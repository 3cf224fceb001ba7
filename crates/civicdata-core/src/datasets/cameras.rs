//! Freeway traffic cameras.
//!
//! The XML feed only carries image paths relative to its own host, and the
//! host refuses clients that do not look like a browser.

use super::{DatasetDefinition, DatasetKind};
use crate::config::EndpointSpec;
use crate::decode::PayloadFormat;
use crate::network::TlsMode;
use crate::normalize::{NormalizationRule, RuleSet, Transform};
use std::time::Duration;
use url::Url;

const IMAGE_HOST: &str = "https://cctv.bote.gov.taipei";

pub(super) fn definition() -> DatasetDefinition {
    DatasetDefinition {
        kind: DatasetKind::Cameras,
        format: PayloadFormat::JsonOrXml,
        ttl: Duration::from_secs(3600),
        endpoints: vec![
            EndpointSpec::new("https://tdx.transportdata.tw/api/basic/v2/Road/Traffic/CCTV/Freeway")
                .with_query("$format", "JSON"),
            EndpointSpec::new("https://tisvcloud.freeway.gov.tw/history/motc20/CCTV.xml")
                .with_tls_mode(TlsMode::Relaxed)
                .with_browser_user_agent(),
        ],
        rules: rules(Url::parse(IMAGE_HOST).ok()),
    }
}

fn rules(image_base: Option<Url>) -> RuleSet {
    RuleSet::new(
        &["CCTVs", "CCTVList.CCTVs.CCTV", "CCTVList.CCTV", "data"],
        &["CCTVID", "CCTVId", "cctvid"],
        vec![
            NormalizationRule::new("camera_id", &["CCTVID", "CCTVId", "cctvid"]).with(Transform::Text),
            NormalizationRule::new("name", &["RoadName", "LocationName", "Name"]).with(Transform::Text),
            NormalizationRule::new("region", &["County", "CountyName", "City"]).with(Transform::Region),
            NormalizationRule::new("road", &["RoadSection.Start", "RoadID", "RoadName"])
                .with(Transform::Text),
            NormalizationRule::new("image_url", &["ImageURL", "SnapshotURL", "ImagePath"]).with(
                Transform::ResourceUrl {
                    base: image_base.clone(),
                    cache_bust: true,
                },
            ),
            NormalizationRule::new("stream_url", &["VideoStreamURL", "VideoURL", "StreamURL"]).with(
                Transform::ResourceUrl {
                    base: image_base,
                    cache_bust: false,
                },
            ),
            NormalizationRule::new("latitude", &["PositionLat", "Latitude", "Lat"])
                .with(Transform::Number),
            NormalizationRule::new("longitude", &["PositionLon", "Longitude", "Lon"])
                .with(Transform::Number),
        ],
    )
}

#[cfg(test)]
mod tests {
    use super::*;
    use crate::decode::decode;
    use crate::normalize::normalize;
    use serde_json::json;

    fn host_rules() -> RuleSet {
        rules(Url::parse("https://host").ok())
    }

    #[test]
    fn test_relative_image_gets_base_and_stamp() {
        let xml = r#"<CCTVList><CCTVs><CCTV>
            <CCTVID>CCTV-N1-N-25.000-M</CCTVID>
            <RoadName>國道1號</RoadName>
            <County>台北市</County>
            <ImagePath>/images/cam1.jpg</ImagePath>
            <VideoStreamURL>//stream.example/live/1</VideoStreamURL>
            <PositionLat>25.04</PositionLat>
            <PositionLon>121.51</PositionLon>
        </CCTV></CCTVs></CCTVList>"#;

        let records = normalize(&decode(xml.as_bytes(), PayloadFormat::JsonOrXml).unwrap(), &host_rules()).unwrap();
        assert_eq!(records.len(), 1);
        let cam = &records[0];
        assert_eq!(cam["region"], json!("臺北市"));
        assert_eq!(cam["stream_url"], json!("https://stream.example/live/1"));
        assert_eq!(cam["latitude"], json!(25.04));
        assert!(cam["image_url"]
            .as_str()
            .unwrap()
            .starts_with("https://host/images/cam1.jpg?_t="));
    }

    #[test]
    fn test_json_and_xml_key_sets_match() {
        let json_body = r#"{"CCTVs": [{
            "CCTVID": "C1", "RoadName": "國道3號", "ImageURL": "https://img.example/c1.jpg",
            "PositionLat": 24.1, "PositionLon": 120.6
        }]}"#;
        let xml_body = r#"<CCTVList><CCTVs><CCTV><CCTVID>C1</CCTVID></CCTV><CCTV><CCTVID>C2</CCTVID></CCTV></CCTVs></CCTVList>"#;

        let rules = host_rules();
        let a = normalize(&decode(json_body.as_bytes(), PayloadFormat::JsonOrXml).unwrap(), &rules).unwrap();
        let b = normalize(&decode(xml_body.as_bytes(), PayloadFormat::JsonOrXml).unwrap(), &rules).unwrap();
        assert_eq!(b.len(), 2);

        let keys_a: Vec<_> = a[0].keys().collect();
        let keys_b: Vec<_> = b[0].keys().collect();
        assert_eq!(keys_a, keys_b);
        assert_eq!(b[0]["image_url"], serde_json::Value::Null);
    }
}
//! Error types for civicdata.
//!
//! Component errors (`FetchError`, `DecodeError`, `NormalizeError`) are recovered
//! close to where they happen. Only `AllEndpointsFailed` and `Normalize` ever reach
//! the cache, and only `DatasetUnavailable` reaches presentation code.

use crate::datasets::DatasetKind;
use std::time::Duration;
use thiserror::Error;

/// Transport-level failure category of a single fetch.
#[derive(Debug, Clone, Copy, PartialEq, Eq)]
pub enum FetchErrorKind {
    Timeout,
    Connection,
    Http,
}

impl std::fmt::Display for FetchErrorKind {
    fn fmt(&self, f: &mut std::fmt::Formatter<'_>) -> std::fmt::Result {
        match self {
            FetchErrorKind::Timeout => write!(f, "timeout"),
            FetchErrorKind::Connection => write!(f, "connection"),
            FetchErrorKind::Http => write!(f, "http"),
        }
    }
}

/// Failure of one HTTP call.
#[derive(Debug, Clone, Error)]
#[error("{kind} error fetching {url}: {message}")]
pub struct FetchError {
    pub kind: FetchErrorKind,
    pub status_code: Option<u16>,
    pub url: String,
    pub message: String,
}

impl FetchError {
    pub fn timeout(url: impl Into<String>, after: Duration) -> Self {
        Self {
            kind: FetchErrorKind::Timeout,
            status_code: None,
            url: url.into(),
            message: format!("no response after {:?}", after),
        }
    }

    pub fn connection(url: impl Into<String>, message: impl Into<String>) -> Self {
        Self {
            kind: FetchErrorKind::Connection,
            status_code: None,
            url: url.into(),
            message: message.into(),
        }
    }

    pub fn http(url: impl Into<String>, status: u16) -> Self {
        Self {
            kind: FetchErrorKind::Http,
            status_code: Some(status),
            url: url.into(),
            message: format!("status {}", status),
        }
    }

    /// Statuses that will not change by asking the same endpoint again.
    pub fn is_permanent(&self) -> bool {
        matches!(self.status_code, Some(400 | 401 | 403 | 404))
    }
}

/// The payload could not be parsed as any accepted format.
#[derive(Debug, Clone, Error)]
pub enum DecodeError {
    #[error("empty payload")]
    Empty,

    #[error("payload is not valid UTF-8: {0}")]
    Encoding(String),

    #[error("invalid JSON: {0}")]
    Json(String),

    #[error("invalid XML: {0}")]
    Xml(String),
}

/// The decoded tree does not look like any known shape of the dataset.
#[derive(Debug, Clone, Error)]
#[error("unrecognized payload shape: tried containers {tried:?}, no list carries any of {signature:?}")]
pub struct NormalizeError {
    pub tried: Vec<String>,
    pub signature: Vec<String>,
}

/// Main error type for the civicdata library.
#[derive(Debug, Error)]
pub enum CivicDataError {
    #[error(transparent)]
    Fetch(#[from] FetchError),

    #[error(transparent)]
    Decode(#[from] DecodeError),

    #[error("{dataset}: {source}")]
    Normalize {
        dataset: DatasetKind,
        #[source]
        source: NormalizeError,
    },

    #[error("all endpoints failed for {dataset} after {attempts} attempts: {last_error}")]
    AllEndpointsFailed {
        dataset: DatasetKind,
        attempts: u32,
        last_error: String,
    },

    #[error("no data available for {dataset}: {reason}")]
    DatasetUnavailable { dataset: DatasetKind, reason: String },

    #[error("Configuration error: {message}")]
    Config { message: String },
}

/// Result type alias for civicdata operations.
pub type Result<T> = std::result::Result<T, CivicDataError>;

impl CivicDataError {
    /// Check if asking the same endpoint again might succeed.
    pub fn is_retryable(&self) -> bool {
        match self {
            CivicDataError::Fetch(e) => !e.is_permanent(),
            CivicDataError::Decode(_) => true,
            _ => false,
        }
    }

    /// True when presentation code has nothing at all to show.
    pub fn is_unavailable(&self) -> bool {
        matches!(self, CivicDataError::DatasetUnavailable { .. })
    }
}
//! Per-endpoint circuit breaker.
//!
//! - CLOSED: requests flow through
//! - OPEN: endpoint is skipped until the recovery timeout passes
//! - HALF_OPEN: a limited number of probe requests are let through

use crate::config::NetworkConfig;
use std::sync::Mutex;
use std::time::{Duration, Instant};
use tracing::{debug, info, warn};

/// Circuit breaker states.
#[derive(Debug, Clone, Copy, PartialEq, Eq)]
pub enum CircuitState {
    Closed,
    Open,
    HalfOpen,
}

impl std::fmt::Display for CircuitState {
    fn fmt(&self, f: &mut std::fmt::Formatter<'_>) -> std::fmt::Result {
        match self {
            CircuitState::Closed => write!(f, "CLOSED"),
            CircuitState::Open => write!(f, "OPEN"),
            CircuitState::HalfOpen => write!(f, "HALF_OPEN"),
        }
    }
}

/// Configuration for circuit breaker behavior.
#[derive(Debug, Clone)]
pub struct CircuitBreakerConfig {
    /// Consecutive failures before opening the circuit.
    pub failure_threshold: u32,
    /// Time to wait before letting a probe through.
    pub recovery_timeout: Duration,
    /// Maximum number of probe requests in half-open state.
    pub half_open_max_calls: u32,
}

impl Default for CircuitBreakerConfig {
    fn default() -> Self {
        Self {
            failure_threshold: NetworkConfig::CIRCUIT_BREAKER_THRESHOLD,
            recovery_timeout: NetworkConfig::CIRCUIT_BREAKER_RECOVERY_TIMEOUT,
            half_open_max_calls: 1,
        }
    }
}

#[derive(Debug)]
struct BreakerState {
    state: CircuitState,
    consecutive_failures: u32,
    opened_at: Option<Instant>,
    half_open_calls: u32,
}

/// Circuit breaker guarding one endpoint.
pub struct CircuitBreaker {
    config: CircuitBreakerConfig,
    inner: Mutex<BreakerState>,
    /// Endpoint URL, for logging.
    target: String,
}

impl CircuitBreaker {
    pub fn new(target: impl Into<String>) -> Self {
        Self::with_config(target, CircuitBreakerConfig::default())
    }

    pub fn with_config(target: impl Into<String>, config: CircuitBreakerConfig) -> Self {
        Self {
            config,
            inner: Mutex::new(BreakerState {
                state: CircuitState::Closed,
                consecutive_failures: 0,
                opened_at: None,
                half_open_calls: 0,
            }),
            target: target.into(),
        }
    }

    fn lock(&self) -> std::sync::MutexGuard<'_, BreakerState> {
        self.inner.lock().unwrap_or_else(|e| e.into_inner())
    }

    /// Current state, moving OPEN to HALF_OPEN once the timeout has passed.
    pub fn state(&self) -> CircuitState {
        let mut inner = self.lock();
        self.maybe_half_open(&mut inner);
        inner.state
    }

    /// Check if a request should be allowed through.
    pub fn allow_request(&self) -> bool {
        let mut inner = self.lock();
        self.maybe_half_open(&mut inner);
        match inner.state {
            CircuitState::Closed => true,
            CircuitState::Open => false,
            CircuitState::HalfOpen => {
                inner.half_open_calls += 1;
                inner.half_open_calls <= self.config.half_open_max_calls
            }
        }
    }

    pub fn record_success(&self) {
        let mut inner = self.lock();
        inner.consecutive_failures = 0;
        if inner.state != CircuitState::Closed {
            inner.state = CircuitState::Closed;
            inner.opened_at = None;
            info!("Circuit breaker for {} recovered to CLOSED", self.target);
        }
    }

    pub fn record_failure(&self) {
        let mut inner = self.lock();
        inner.consecutive_failures += 1;
        let should_open = match inner.state {
            CircuitState::Closed => inner.consecutive_failures >= self.config.failure_threshold,
            CircuitState::HalfOpen => true,
            CircuitState::Open => false,
        };
        if should_open {
            inner.state = CircuitState::Open;
            inner.opened_at = Some(Instant::now());
            inner.half_open_calls = 0;
            warn!(
                "Circuit breaker for {} opened after {} failures",
                self.target, inner.consecutive_failures
            );
        }
    }

    fn maybe_half_open(&self, inner: &mut BreakerState) {
        if inner.state != CircuitState::Open {
            return;
        }
        if let Some(opened) = inner.opened_at {
            if opened.elapsed() >= self.config.recovery_timeout {
                inner.state = CircuitState::HalfOpen;
                inner.half_open_calls = 0;
                debug!("Circuit breaker for {} entering HALF_OPEN", self.target);
            }
        }
    }
}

**Work task**
Looking through the records, copy out every line in which the word "matches" is found.

**Solved exercise**
        matches!(self.status_code, Some(400 | 401 | 403 | 404))
        matches!(self, CivicDataError::DatasetUnavailable { .. })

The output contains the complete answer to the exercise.